THE PROBLEM » Take the data below and extract the lines from the one with "commands::list::run(&self.posts)" to the one with "dir: &Path) ->", inclusive, exactly as written.

SUPPLIED MATERIAL »
+ + +
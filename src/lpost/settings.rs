//! # Settings Store
//!
//! A single small record of user preferences. Reads are forgiving: any
//! field that is missing or unreadable falls back to its default, and
//! [`SettingsStore::get`] never fails. Writes are read-modify-write over
//! the raw JSON object so fields this version does not know about survive.

use crate::error::Result;
use crate::model::{Settings, Theme};
use crate::store::{StorageBackend, SETTINGS_KEY};
use serde_json::{Map, Value};
use tracing::{info, warn};

const THEME_FIELD: &str = "theme";
const ANIMATIONS_FIELD: &str = "anim";

pub struct SettingsStore<B: StorageBackend> {
    backend: B,
}

impl<B: StorageBackend> SettingsStore<B> {
    pub fn new(backend: B) -> Self {
        Self { backend }
    }

    pub fn get(&self) -> Settings {
        let record = match self.backend.get(SETTINGS_KEY) {
            Ok(raw) => parse_record(raw.as_deref()),
            Err(e) => {
                warn!(error = %e, "settings unreadable, using defaults");
                Map::new()
            }
        };
        settings_from(&record)
    }

    pub fn set_theme(&mut self, theme: Theme) -> Result<()> {
        self.upsert(THEME_FIELD, Value::String(theme.as_str().to_string()))?;
        info!(%theme, "theme updated");
        Ok(())
    }

    pub fn set_animations(&mut self, enabled: bool) -> Result<()> {
        self.upsert(ANIMATIONS_FIELD, Value::Bool(enabled))?;
        info!(enabled, "animations updated");
        Ok(())
    }

    /// Forget all settings. Resetting an absent record is a no-op success.
    pub fn reset(&mut self) -> Result<()> {
        self.backend.remove(SETTINGS_KEY)?;
        info!("settings reset");
        Ok(())
    }

    fn upsert(&mut self, field: &str, value: Value) -> Result<()> {
        // A failed read must not turn into an overwrite that drops fields.
        let raw = self.backend.get(SETTINGS_KEY)?;
        let mut record = parse_record(raw.as_deref());
        record.insert(field.to_string(), value);
        let raw = serde_json::to_string(&Value::Object(record))?;
        self.backend.set(SETTINGS_KEY, &raw)
    }
}

fn parse_record(raw: Option<&str>) -> Map<String, Value> {
    let Some(raw) = raw else {
        return Map::new();
    };
    match serde_json::from_str::<Value>(raw) {
        Ok(Value::Object(map)) => map,
        Ok(_) => {
            warn!("settings record is not an object, using defaults");
            Map::new()
        }
        Err(e) => {
            warn!(error = %e, "settings record is corrupt, using defaults");
            Map::new()
        }
    }
}

fn settings_from(record: &Map<String, Value>) -> Settings {
    let theme = match record.get(THEME_FIELD).and_then(Value::as_str) {
        Some(s) => s.parse::<Theme>().unwrap_or_else(|e| {
            warn!(error = %e, "ignoring stored theme");
            Theme::default()
        }),
        None => Theme::default(),
    };
    // Only an explicit `false` turns animations off.
    let animations_enabled = record.get(ANIMATIONS_FIELD) != Some(&Value::Bool(false));

    Settings {
        theme,
        animations_enabled,
    }
}
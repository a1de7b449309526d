//! # API Facade
//!
//! Thin facade over the command layer and the single entry point for every
//! client. It owns both stores, parses loose client input (selectors as
//! strings) into typed values and dispatches to `commands::*::run`.
//!
//! No business logic and no I/O assumptions live here.

use crate::commands;
use crate::commands::helpers::PostSelector;
use crate::error::Result;
use crate::model::Settings;
use crate::posts::PostStore;
use crate::settings::SettingsStore;
use crate::store::StorageBackend;
use std::path::Path;

/// Generic over the backend: `GalleryApi<FsBackend>` in production,
/// `GalleryApi<&MemBackend>` in tests.
pub struct GalleryApi<B: StorageBackend + Clone> {
    posts: PostStore<B>,
    settings: SettingsStore<B>,
}

impl<B: StorageBackend + Clone> GalleryApi<B> {
    pub fn open(backend: B) -> Result<Self> {
        Ok(Self {
            posts: PostStore::open(backend.clone())?,
            settings: SettingsStore::new(backend),
        })
    }

    pub fn add_post(&mut self, new_post: NewPost) -> Result<CmdResult> {
        commands::add::run(&mut self.posts, new_post)
    }

    pub fn list_posts(&self) -> Result<CmdResult> {
        commands::list::run(&self.posts)
    }

    pub fn view_posts<I: AsRef<str>>(&self, selectors: &[I]) -> Result<CmdResult> {
        let selectors = parse_selectors(selectors)?;
        commands::view::run(&self.posts, &selectors)
    }

    pub fn image_link(&self, selector: &str) -> Result<CmdResult> {
        let selector: PostSelector = selector.parse()?;
        commands::link::run(&self.posts, &selector)
    }

    pub fn download_posts<I: AsRef<str>>(&self, selectors: &[I], dir: &Path) -> Result<CmdResult> {
        let selectors = parse_selectors(selectors)?;
        commands::download::run(&self.posts, &selectors, dir)
    }

    pub fn settings(&mut self, action: SettingsAction) -> Result<CmdResult> {
        commands::settings::run(&mut self.settings, action)
    }

    pub fn current_settings(&self) -> Settings {
        self.settings.get()
    }

    pub fn reset(&mut self) -> Result<CmdResult> {
        commands::reset::run(&mut self.posts, &mut self.settings)
    }

    /// Reset without opening the gallery; see [`commands::reset::wipe`].
    pub fn wipe(backend: &B) -> Result<CmdResult> {
        commands::reset::wipe(backend)
    }

    pub fn post_count(&self) -> usize {
        self.posts.len()
    }
}

fn parse_selectors<I: AsRef<str>>(inputs: &[I]) -> Result<Vec<PostSelector>> {
    inputs.iter().map(|s| s.as_ref().parse()).collect()
}

pub use commands::add::NewPost;
pub use commands::settings::SettingsAction;
pub use commands::{CmdMessage, CmdResult, DisplayPost, MessageLevel};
+ + +
RESPONSE »
        commands::list::run(&self.posts)
    }

    pub fn view_posts<I: AsRef<str>>(&self, selectors: &[I]) -> Result<CmdResult> {
        let selectors = parse_selectors(selectors)?;
        commands::view::run(&self.posts, &selectors)
    }

    pub fn image_link(&self, selector: &str) -> Result<CmdResult> {
        let selector: PostSelector = selector.parse()?;
        commands::link::run(&self.posts, &selector)
    }

    pub fn download_posts<I: AsRef<str>>(&self, selectors: &[I], dir: &Path) -> Result<CmdResult> {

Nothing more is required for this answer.